次いで、以下の方法によりたばこ原料組成物を得た。100℃のオートクレーブで3時間以上加熱し、常温まで冷却して得られた混合物2に水、混合物1の乾燥重量に対して12重量%の保湿剤、結着剤として混合物1の乾燥重量に対して1重量%のグアーガム、混合物1の乾燥重量に対して3重量%の香料を加えて水分がたばこ原料組成物全量に対して約50重量%になるように調製し、たばこ原料組成物を得た。なお、このたばこ原料組成物には、たばこ原料組成物全量に対してたばこ粉粒体(混合物1)が40重量%含有されており、添加剤がたばこ原料組成物全量に対して1.6重量%含有されている。
【0035】
このたばこ原料組成物をパイプフィーダー式供給機により2本の圧搾ローラ上に供給し、ローラ間の押し付け圧力を約4MPaに制御しながら、たばこ原料組成物の平均厚さが約1.1mmになるように圧搾成形した。
次いで、たばこ原料組成物の成形物の表面および裏面に、たばこ原料組成物からなる層の厚さの1/44の厚さ(25μm)を有するプルランを原料とする水溶性可食フィルムを貼合により積層して坪量約1,200g/m
2の積層体を得た。
次いで、この積層体を長さ5mm、幅5mm程度にスリットして、プルランの面がほぼ正方形状で、しなやかな感触を有する口腔用たばこの原料チップを得た。このときの原料チップの総外面積に対するたばこ原料組成物からなる面の面積の比は約0.3であった。

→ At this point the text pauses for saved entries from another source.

//! [`MemoryStore`] — the in-memory implementation of [`RosterStore`].

use std::{
  collections::BTreeMap,
  sync::{PoisonError, RwLock, RwLockReadGuard, RwLockWriteGuard},
};

use uuid::Uuid;

use roster_core::{
  Error, Result,
  address::{Address, AddressCreate, AddressUpdate},
  food::{Food, FoodCreate, FoodSummary, FoodUpdate},
  person::{Person, PersonCreate, PersonUpdate},
  pet::{Pet, PetCreate, PetUpdate},
  provider::{Clock, IdSource, RandomIds, SystemClock},
  store::RosterStore,
};

// ─── Lock helpers ────────────────────────────────────────────────────────────

// Poisoning only happens if another request panicked mid-operation; the maps
// never hold partially-written entities, so the data is still usable.
fn read<T>(lock: &RwLock<T>) -> RwLockReadGuard<'_, T> {
  lock.read().unwrap_or_else(PoisonError::into_inner)
}

fn write<T>(lock: &RwLock<T>) -> RwLockWriteGuard<'_, T> {
  lock.write().unwrap_or_else(PoisonError::into_inner)
}

// ─── Store ───────────────────────────────────────────────────────────────────

/// Process-local storage: one ordered table per resource, one lock per table.
///
/// Construct once at process start and share behind an [`Arc`](std::sync::Arc).
pub struct MemoryStore {
  ids:       Box<dyn IdSource>,
  clock:     Box<dyn Clock>,
  persons:   RwLock<BTreeMap<Uuid, Person>>,
  addresses: RwLock<BTreeMap<Uuid, Address>>,
  foods:     RwLock<BTreeMap<String, Food>>,
  pets:      RwLock<BTreeMap<Uuid, Pet>>,
}

impl Default for MemoryStore {
  fn default() -> Self {
    Self::new()
  }
}

impl MemoryStore {
  /// An empty store with random ids and the system clock.
  pub fn new() -> Self {
    Self::with_providers(Box::new(RandomIds), Box::new(SystemClock))
  }

  /// An empty store with injected id/clock providers — useful for testing
  /// with deterministic values.
  pub fn with_providers(
    ids: Box<dyn IdSource>,
    clock: Box<dyn Clock>,
  ) -> Self {
    Self {
      ids,
      clock,
      persons: RwLock::new(BTreeMap::new()),
      addresses: RwLock::new(BTreeMap::new()),
      foods: RwLock::new(BTreeMap::new()),
      pets: RwLock::new(BTreeMap::new()),
    }
  }
}

impl RosterStore for MemoryStore {
  // ── Persons ───────────────────────────────────────────────────────────

  async fn create_person(&self, input: PersonCreate) -> Result<Person> {
    let person = input.into_person(self.ids.next_id());
    person.validate().map_err(Error::Invalid)?;

    let mut persons = write(&self.persons);
    persons.insert(person.id, person.clone());
    Ok(person)
  }

  async fn get_person(&self, id: Uuid) -> Result<Option<Person>> {
    Ok(read(&self.persons).get(&id).cloned())
  }

  async fn list_persons(&self) -> Result<Vec<Person>> {
    Ok(read(&self.persons).values().cloned().collect())
  }

  async fn update_person(
    &self,
    id: Uuid,
    update: PersonUpdate,
  ) -> Result<Person> {
    let mut persons = write(&self.persons);
    let stored = persons.get(&id).ok_or(Error::PersonNotFound(id))?;

    let mut merged = stored.clone();
    update.apply(&mut merged).map_err(Error::Invalid)?;
    merged.validate().map_err(Error::Invalid)?;

    persons.insert(id, merged.clone());
    Ok(merged)
  }

  // ── Addresses ─────────────────────────────────────────────────────────

  async fn create_address(&self, input: AddressCreate) -> Result<Address> {
    let address = input.into_address();
    address.validate().map_err(Error::Invalid)?;

    let mut addresses = write(&self.addresses);
    if addresses.contains_key(&address.id) {
      return Err(Error::DuplicateAddress(address.id));
    }
    addresses.insert(address.id, address.clone());
    Ok(address)
  }

  async fn get_address(&self, id: Uuid) -> Result<Option<Address>> {
    Ok(read(&self.addresses).get(&id).cloned())
  }

  async fn list_addresses(&self) -> Result<Vec<Address>> {
    Ok(read(&self.addresses).values().cloned().collect())
  }

  async fn update_address(
    &self,
    id: Uuid,
    update: AddressUpdate,
  ) -> Result<Address> {
    let mut addresses = write(&self.addresses);
    let stored = addresses.get(&id).ok_or(Error::AddressNotFound(id))?;

    let mut merged = stored.clone();
    update.apply(&mut merged).map_err(Error::Invalid)?;
    merged.validate().map_err(Error::Invalid)?;

    addresses.insert(id, merged.clone());
    Ok(merged)
  }

  // ── Foods ─────────────────────────────────────────────────────────────

  async fn create_food(&self, input: FoodCreate) -> Result<Food> {
    let food = input.into_food(self.clock.now());
    food.validate().map_err(Error::Invalid)?;

    let mut foods = write(&self.foods);
    if foods.contains_key(&food.name_id) {
      return Err(Error::DuplicateFood(food.name_id));
    }
    foods.insert(food.name_id.clone(), food.clone());
    Ok(food)
  }

  async fn get_food(&self, id: String) -> Result<Option<Food>> {
    Ok(read(&self.foods).get(&id).cloned())
  }

  async fn list_foods(&self) -> Result<Vec<Food>> {
    Ok(read(&self.foods).values().cloned().collect())
  }

  async fn update_food(&self, id: String, update: FoodUpdate) -> Result<Food> {
    let mut foods = write(&self.foods);
    let stored = foods.get(&id).ok_or_else(|| Error::FoodNotFound(id.clone()))?;

    let mut merged = stored.clone();
    update.apply(&mut merged).map_err(Error::Invalid)?;
    merged.validate().map_err(Error::Invalid)?;

    // A changed nameID is a move; refuse to clobber a different entry. The
    // whole check-remove-insert sequence runs under the table's write lock.
    if merged.name_id != id {
      if foods.contains_key(&merged.name_id) {
        return Err(Error::DuplicateFood(merged.name_id));
      }
      foods.remove(&id);
    }
    foods.insert(merged.name_id.clone(), merged.clone());
    Ok(merged)
  }

  async fn delete_food(&self, id: String) -> Result<FoodSummary> {
    let mut foods = write(&self.foods);
    let food = foods.remove(&id).ok_or(Error::FoodNotFound(id))?;
    Ok(FoodSummary::from(food))
  }

  // ── Pets ──────────────────────────────────────────────────────────────

  async fn create_pet(&self, input: PetCreate) -> Result<Pet> {
    let pet = input.into_pet(self.ids.next_id(), self.clock.now());
    pet.validate().map_err(Error::Invalid)?;

    let mut pets = write(&self.pets);
    pets.insert(pet.id, pet.clone());
    Ok(pet)
  }

  async fn get_pet(&self, id: Uuid) -> Result<Option<Pet>> {
    Ok(read(&self.pets).get(&id).cloned())
  }

  async fn list_pets(&self) -> Result<Vec<Pet>> {
    Ok(read(&self.pets).values().cloned().collect())
  }

  async fn update_pet(&self, id: Uuid, update: PetUpdate) -> Result<Pet> {
    let mut pets = write(&self.pets);
    let stored = pets.get(&id).ok_or(Error::PetNotFound(id))?;

    let mut merged = stored.clone();
    update.apply(&mut merged).map_err(Error::Invalid)?;
    merged.validate().map_err(Error::Invalid)?;

    pets.insert(id, merged.clone());
    Ok(merged)
  }
}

次いで、得られた原料チップのベタツキや流動性の違いを調べるために、得られた原料チップ約300gと、原料チップにしていないたばこ原料組成物約300gをそれぞれビーカーに入れて30分程度放置し、その後、ビーカーを傾けてその排出状態を観察した。たばこ原料組成物は均一に排出し難く凝集している様子が見られたが、原料チップは比較的均一に流出し、原料チップ同士の凝集は見られなかった。

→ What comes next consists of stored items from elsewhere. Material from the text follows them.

//! API error type and [`axum::response::IntoResponse`] implementation.

use axum::{
  Json,
  http::StatusCode,
  response::{IntoResponse, Response},
};
use roster_core::validate::FieldError;
use serde_json::json;
use thiserror::Error;

/// An error returned by an API handler.
///
/// Duplicate-key conflicts map to 400 and validation failures to 422,
/// mirroring the status codes the original service produced.
#[derive(Debug, Error)]
pub enum ApiError {
  #[error("not found: {0}")]
  NotFound(String),

  #[error("conflict: {0}")]
  Conflict(String),

  #[error("validation failed")]
  Validation(Vec<FieldError>),
}

impl From<roster_core::Error> for ApiError {
  fn from(e: roster_core::Error) -> Self {
    use roster_core::Error;
    match e {
      Error::PersonNotFound(_)
      | Error::AddressNotFound(_)
      | Error::FoodNotFound(_)
      | Error::PetNotFound(_) => ApiError::NotFound(e.to_string()),
      Error::DuplicateAddress(_) | Error::DuplicateFood(_) => {
        ApiError::Conflict(e.to_string())
      }
      Error::Invalid(fields) => ApiError::Validation(fields),
    }
  }
}

impl IntoResponse for ApiError {
  fn into_response(self) -> Response {
    match self {
      ApiError::NotFound(m) => {
        (StatusCode::NOT_FOUND, Json(json!({ "error": m }))).into_response()
      }
      ApiError::Conflict(m) => {
        (StatusCode::BAD_REQUEST, Json(json!({ "error": m }))).into_response()
      }
      ApiError::Validation(fields) => (
        StatusCode::UNPROCESSABLE_ENTITY,
        Json(json!({ "error": "validation failed", "fields": fields })),
      )
        .into_response(),
    }
  }
}
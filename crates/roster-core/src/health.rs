//! Health — an ephemeral response value, never stored.

use chrono::{DateTime, Utc};
use serde::{Deserialize, Serialize};

/// Liveness response: a snapshot of the current time and the host's network
/// identity, echoing back the optional inputs.
#[derive(Debug, Clone, Serialize, Deserialize)]
pub struct Health {
  pub status:         u16,
  pub status_message: String,
  pub timestamp:      DateTime<Utc>,
  pub ip_address:     String,
  pub echo:           Option<String>,
  pub path_echo:      Option<String>,
}

impl Health {
  pub fn new(
    now: DateTime<Utc>,
    ip_address: String,
    echo: Option<String>,
    path_echo: Option<String>,
  ) -> Self {
    Self {
      status: 200,
      status_message: "OK".to_string(),
      timestamp: now,
      ip_address,
      echo,
      path_echo,
    }
  }
}
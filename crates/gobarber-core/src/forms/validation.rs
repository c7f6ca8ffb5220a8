use std::collections::BTreeMap;
use std::fmt;

/// Field name → message for every field that failed validation.
#[derive(Debug, Clone, Default, PartialEq, Eq)]
pub struct ValidationErrors {
    fields: BTreeMap<String, String>,
}

impl ValidationErrors {
    pub fn new() -> Self {
        Self::default()
    }

    /// Record an error. The first message for a field wins.
    pub fn add(&mut self, field: &str, message: &str) {
        self.fields
            .entry(field.to_string())
            .or_insert_with(|| message.to_string());
    }

    pub fn get(&self, field: &str) -> Option<&str> {
        self.fields.get(field).map(String::as_str)
    }

    pub fn is_empty(&self) -> bool {
        self.fields.is_empty()
    }

    pub fn len(&self) -> usize {
        self.fields.len()
    }

    pub fn iter(&self) -> impl Iterator<Item = (&str, &str)> {
        self.fields.iter().map(|(k, v)| (k.as_str(), v.as_str()))
    }

    fn into_result(self) -> Result<(), ValidationErrors> {
        if self.is_empty() {
            Ok(())
        } else {
            Err(self)
        }
    }
}

impl fmt::Display for ValidationErrors {
    fn fmt(&self, f: &mut fmt::Formatter<'_>) -> fmt::Result {
        let parts: Vec<String> = self
            .fields
            .iter()
            .map(|(field, message)| format!("{}: {}", field, message))
            .collect();
        write!(f, "{}", parts.join("; "))
    }
}

impl std::error::Error for ValidationErrors {}

#[derive(Debug, Clone, Default)]
pub struct SignInForm {
    pub email: String,
    pub password: String,
}

#[derive(Debug, Clone, Default)]
pub struct ResetPasswordForm {
    pub password: String,
    pub password_confirmation: String,
}

/// Loose structural email check: one `@`, a non-empty local part, and a
/// dotted domain with no empty labels.
pub fn is_valid_email(email: &str) -> bool {
    if email.chars().any(char::is_whitespace) {
        return false;
    }
    let Some((local, domain)) = email.split_once('@') else {
        return false;
    };
    if local.is_empty() || domain.contains('@') {
        return false;
    }
    let labels: Vec<&str> = domain.split('.').collect();
    labels.len() >= 2 && labels.iter().all(|label| !label.is_empty())
}

pub fn validate_sign_in(form: &SignInForm) -> Result<(), ValidationErrors> {
    let mut errors = ValidationErrors::new();

    let email = form.email.trim();
    if email.is_empty() {
        errors.add("email", "Email required");
    } else if !is_valid_email(email) {
        errors.add("email", "Enter a valid email");
    }

    if form.password.is_empty() {
        errors.add("password", "Password required");
    }

    errors.into_result()
}

pub fn validate_reset_password(form: &ResetPasswordForm) -> Result<(), ValidationErrors> {
    let mut errors = ValidationErrors::new();

    if form.password.is_empty() {
        errors.add("password", "Password required");
    }
    if form.password_confirmation != form.password {
        errors.add("password_confirmation", "Confirmation does not match");
    }

    errors.into_result()
}
//! REST API client module for the GoBarber backend.
//!
//! This module provides the `RemoteAuthService` seam used by the session
//! store, and `ApiClient`, its reqwest-backed implementation.
//!
//! Sessions are created by posting credentials to the `sessions` endpoint,
//! which answers with the user profile and a bearer token.

pub mod client;
pub mod error;

pub use client::{ApiClient, RemoteAuthService};
pub use error::ApiError;
//! Application configuration management.
//!
//! This module handles loading and saving the application configuration,
//! which includes the API base URL, the storage backend used for the
//! session, and the last email used to sign in.
//!
//! Configuration is stored at `~/.config/gobarber/config.json`.

use std::fmt;
use std::path::{Path, PathBuf};
use std::str::FromStr;

use anyhow::Result;
use serde::{Deserialize, Serialize};

use crate::api::client::DEFAULT_API_URL;
use crate::auth::KeyringStorage;
use crate::storage::{FileStorage, KeyValueStorage, MemoryStorage};

/// Application name used for config/data directory paths
const APP_NAME: &str = "gobarber";

/// Config file name
const CONFIG_FILE: &str = "config.json";

/// Environment variable overriding the API base URL
pub const API_URL_ENV: &str = "GOBARBER_API_URL";

/// Where the session entries are persisted.
#[derive(Debug, Clone, Copy, PartialEq, Eq, Default, Serialize, Deserialize)]
#[serde(rename_all = "lowercase")]
pub enum StorageBackend {
    Memory,
    #[default]
    File,
    Keyring,
}

impl StorageBackend {
    /// Open the backend. `data_dir` is only used by file storage.
    pub fn open(self, data_dir: &Path) -> Box<dyn KeyValueStorage> {
        match self {
            StorageBackend::Memory => Box::new(MemoryStorage::new()),
            StorageBackend::File => Box::new(FileStorage::new(data_dir)),
            StorageBackend::Keyring => Box::new(KeyringStorage::new()),
        }
    }
}

impl FromStr for StorageBackend {
    type Err = String;

    fn from_str(s: &str) -> std::result::Result<Self, Self::Err> {
        match s.to_ascii_lowercase().as_str() {
            "memory" => Ok(StorageBackend::Memory),
            "file" => Ok(StorageBackend::File),
            "keyring" => Ok(StorageBackend::Keyring),
            other => Err(format!(
                "unknown storage backend '{}' (expected memory, file or keyring)",
                other
            )),
        }
    }
}

impl fmt::Display for StorageBackend {
    fn fmt(&self, f: &mut fmt::Formatter<'_>) -> fmt::Result {
        let name = match self {
            StorageBackend::Memory => "memory",
            StorageBackend::File => "file",
            StorageBackend::Keyring => "keyring",
        };
        f.write_str(name)
    }
}

#[derive(Debug, Clone, Serialize, Deserialize, Default)]
pub struct Config {
    pub api_url: Option<String>,
    #[serde(default)]
    pub storage: StorageBackend,
    pub last_email: Option<String>,
}

impl Config {
    pub fn load() -> Result<Self> {
        Self::load_from(&Self::config_path()?)
    }

    pub fn save(&self) -> Result<()> {
        self.save_to(&Self::config_path()?)
    }

    fn load_from(path: &Path) -> Result<Self> {
        if path.exists() {
            let contents = std::fs::read_to_string(path)?;
            Ok(serde_json::from_str(&contents)?)
        } else {
            Ok(Self::default())
        }
    }

    fn save_to(&self, path: &Path) -> Result<()> {
        if let Some(parent) = path.parent() {
            std::fs::create_dir_all(parent)?;
        }
        let contents = serde_json::to_string_pretty(self)?;
        std::fs::write(path, contents)?;
        Ok(())
    }

    fn config_path() -> Result<PathBuf> {
        let config_dir = dirs::config_dir()
            .ok_or_else(|| anyhow::anyhow!("Could not find config directory"))?;
        Ok(config_dir.join(APP_NAME).join(CONFIG_FILE))
    }

    /// Directory holding persisted client state
    pub fn data_dir() -> Result<PathBuf> {
        let data_dir = dirs::data_dir()
            .ok_or_else(|| anyhow::anyhow!("Could not find data directory"))?;
        Ok(data_dir.join(APP_NAME))
    }

    /// API base URL: environment first, then config, then the default
    pub fn api_url(&self) -> String {
        Self::resolve_api_url(std::env::var(API_URL_ENV).ok(), self.api_url.as_deref())
    }

    fn resolve_api_url(env: Option<String>, configured: Option<&str>) -> String {
        env.filter(|url| !url.trim().is_empty())
            .or_else(|| configured.map(str::to_string))
            .unwrap_or_else(|| DEFAULT_API_URL.to_string())
    }
}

次に、得られた原料チップをパイプフィーダー式自動計量機を介してパウチ包装機に供給し(包装材として不織布を使用)、1パウチあたり約0.6gの原料チップを充填したスヌース(SNUS)パウチを得た。パウチの外観には染みなどの汚染は見られなかった。
次に、得られたパウチを口腔に入れて使用したところ、塊感のような特別な違和感はなく、フィルムが溶解するに伴って良好なたばこ香味の染み出しを得た。
【0036】
本発明の口腔用たばこの原料チップの一定量を、不織布などからなる包装材に入れて、パウチとしたSNUS製品を作製し、使用者が使用すると、原料チップのたばこの露出面から香味が迅速に放出されるとともに、口中でなじんでフィルムが溶解し、原料チップが崩壊しながら更に香味を放出する。
パウチの使用中、最終的にはフィルムが完全に溶解して原料チップは一体化する。したがって、1パウチ分のたばこ原料組成物をブロック状に加工したもの等に比較して、塊感のような違和感がなく、口腔内でなじみ易く、香味の立ち上がりや使用感にも優れる。
また、口腔用たばこの製造の際に、パウチの包装サイズやパウチへの原料チップの充填量を変更する場合、原料チップの供給量を変更するだけでよく、成形ドラムの成形サイズを調整したり、成形ベルトを交換したりする必要がない。また、装置が複雑化せず、機械的なトラブルが生じにくくなり、清掃も容易になる。